Tropische Nächte, hohe Luftfeuchtigkeit, drückende Hitze. Wenn ich an Bali denke, sehe ich mich nicht stricken. Gottseidank heiße ich nicht Annette Danielsen. Denn dann gäbe es ihr wundervolles Buch „Inspiration Bali. Stricken mit Annette Danielsen“ nicht. Danielsen holt ihre Inspirationen aus dem Alltag, der sie umgibt. Diesmal erinnert sie sich an ihre Backpacker – Urlaube in Bali. Gleich ein einer impressionistischen Künstlerin fängt sie Farben und Muster in ihren Designs ein.

Beginnend mit den rauchgrauen Lavastrukturen des Vulkans Agung, den sie in einer Longjacke verewigt, führt sie durch die tropische Fauna. Die Muster passen genial gut und sind auf unterschiedlichen Schwierigkeitslevels gehalten. Auch das hüftkurze Strickjäckchen namens „Blaue Hortensie“ mit blassblauen kleinen Sternblüten passt perfekt. Danielsen strickt Fischschwärme, Mangroven und Körbe, ein Muster ist schöner als das andere. Sie kumulieren in erdig-bunten Farbtönen des Pullovers „Markt“, der die exotischen Gewürze im Gewirr irdener Gefäße spiegelt. Stricken wir uns in den Urlaub!

Bushcraft für Große und Kleine

Wer es lieber handfest mag, kann sich bei Doris Fischer in „Flechten, Färben, Schnitzen“ Anregungen holen. Fischer arbeitet sich von A-Z durch Baum- und Pflanzenarten durch, denen wir im Alltag begegnen könnten. Von Ahorn bis Wiesenkerbel gibt es Anregungen zum Kochen, Flechten, Spielen, Basteln und Färben. Dabei ist das Verhältnis von kindlichem und Erwachsenenverständnis sehr ausgewogen.

Körbe flechten, Garne und Textilien einfärben oder einfach nur schlemmen und spielen wie vor zweihundert Jahren – gerade für unseren schönen Sommer und Herbst ist dies ein ideales Begleitbuch.
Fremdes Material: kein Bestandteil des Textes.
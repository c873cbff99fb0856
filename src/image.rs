// src/image.rs

//! Remote container image references.
//!
//! An [`ImageRef`] is a `scheme://reference` URI such as
//! `docker://quay.io/biocontainers/star:2.7.10b--h9ee0642_0`. The scheme is
//! passed through to the pull tool untouched; we only check the overall shape
//! and derive the file name the tool writes into the cache directory.

use std::fmt;
use std::str::FromStr;
use std::sync::LazyLock;

use regex::Regex;

static URI_RE: LazyLock<Regex> = LazyLock::new(|| {
    Regex::new(r"^(?P<scheme>[A-Za-z][A-Za-z0-9+.-]*)://(?P<reference>\S+)$")
        .expect("static image URI regex is valid")
});

static LAST_SEGMENT_RE: LazyLock<Regex> = LazyLock::new(|| {
    Regex::new(r"^(?P<name>[^:@]+)(?::(?P<tag>[^@]+))?(?:@(?P<algo>[^:]+):(?P<digest>.+))?$")
        .expect("static image segment regex is valid")
});

/// A validated remote image URI.
#[derive(Debug, Clone, PartialEq, Eq, Hash)]
pub struct ImageRef {
    uri: String,
    scheme: String,
    reference: String,
}

impl ImageRef {
    pub fn parse(raw: &str) -> Result<Self, String> {
        let raw = raw.trim();
        let caps = URI_RE
            .captures(raw)
            .ok_or_else(|| format!("invalid image URI '{raw}' (expected <scheme>://<reference>)"))?;

        let reference = caps["reference"].trim_end_matches('/').to_string();
        if reference.is_empty() {
            return Err(format!("invalid image URI '{raw}': empty reference"));
        }

        Ok(Self {
            uri: raw.to_string(),
            scheme: caps["scheme"].to_lowercase(),
            reference,
        })
    }

    /// Full URI as given on the command line.
    pub fn uri(&self) -> &str {
        &self.uri
    }

    pub fn scheme(&self) -> &str {
        &self.scheme
    }

    pub fn reference(&self) -> &str {
        &self.reference
    }

    /// File name the pull tool writes when no output path is given:
    /// `<name>_<tag>.sif`, with `latest` as the implied tag.
    pub fn sif_file_name(&self) -> String {
        let last = self
            .reference
            .rsplit('/')
            .next()
            .unwrap_or(self.reference.as_str());

        match LAST_SEGMENT_RE.captures(last) {
            Some(caps) => {
                let name = &caps["name"];
                if let Some(digest) = caps.name("digest") {
                    format!("{name}_{}.sif", digest.as_str())
                } else {
                    let tag = caps.name("tag").map_or("latest", |m| m.as_str());
                    format!("{name}_{tag}.sif")
                }
            }
            None => format!("{}.sif", last.replace([':', '@'], "_")),
        }
    }
}

impl fmt::Display for ImageRef {
    fn fmt(&self, f: &mut fmt::Formatter<'_>) -> fmt::Result {
        f.write_str(&self.uri)
    }
}

impl FromStr for ImageRef {
    type Err = String;

    fn from_str(s: &str) -> Result<Self, Self::Err> {
        ImageRef::parse(s)
    }
}

/// Split a comma-delimited `--image-uris` value into image references.
///
/// Whitespace around entries and empty entries (`a,,b`, trailing commas) are
/// ignored. At least one image must remain.
pub fn parse_image_list(raw: &str) -> Result<Vec<ImageRef>, String> {
    let images = raw
        .split(',')
        .map(str::trim)
        .filter(|s| !s.is_empty())
        .map(ImageRef::parse)
        .collect::<Result<Vec<_>, _>>()?;

    if images.is_empty() {
        return Err("image list is empty".to_string());
    }
    Ok(images)
}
Wer wie ich sommers wiesenbedingt wenig Zeit hat, findet genügend Anleitungen für Januar und Februar, die sich auch dann ohne Lagerung durchführen lassen. Schließlich mussten auch die Korbflechter ihre Arbeitszeiten einteilen. Eine ideale Begleitung durchs Jahr also!

Den Wald mit lauter Bäumen sehen

Bäume sind für unsere Welt sehr wichtig. Sie sind groß und mächtig, zusammen ergeben sie einen Wald. Sie sind außerdem kompliziert aufgebaut, ganz unterschiedlich, kommunizieren untereinander und treiben völlig verrückte Sachen. Elisabeth Etz und Nini Spagl haben mit „Ein Baum kommt selten allein“ ein Mitmachbuch für Kinder ab sechs Jahren geschaffen, das seinesgleichen sucht. Wo gibt es überhaupt Bäume? Ab wann ist ein Baum ein Baum?

Die Autorinnen begeben sich mit ihren kleinen Lesern auf eine weltweite Entdeckungsfahrt. Sie machen das, was Kinder so lieben: Superlative finden. Der älteste Baum, der höchste Baum, der kleinste Baum. Oder komplizierte Details erklären, wie die Photosynthese. Vor allem nehmen sie ihre Leser ernst und erklären kindgerecht die komplizierten Zusammenhänge zwischen Ökosystem und Mensch. Viele Anregungen zum Ausmalen, Einkleben oder Handeln nehmen die Angst vor der eigenen Machtlosigkeit. Ein großartiges Buch!

Titelangaben:

Annette Danielsen: Inspiration Bali.

Münster: LV-Buch, 2021. 132 Seiten, 26 €.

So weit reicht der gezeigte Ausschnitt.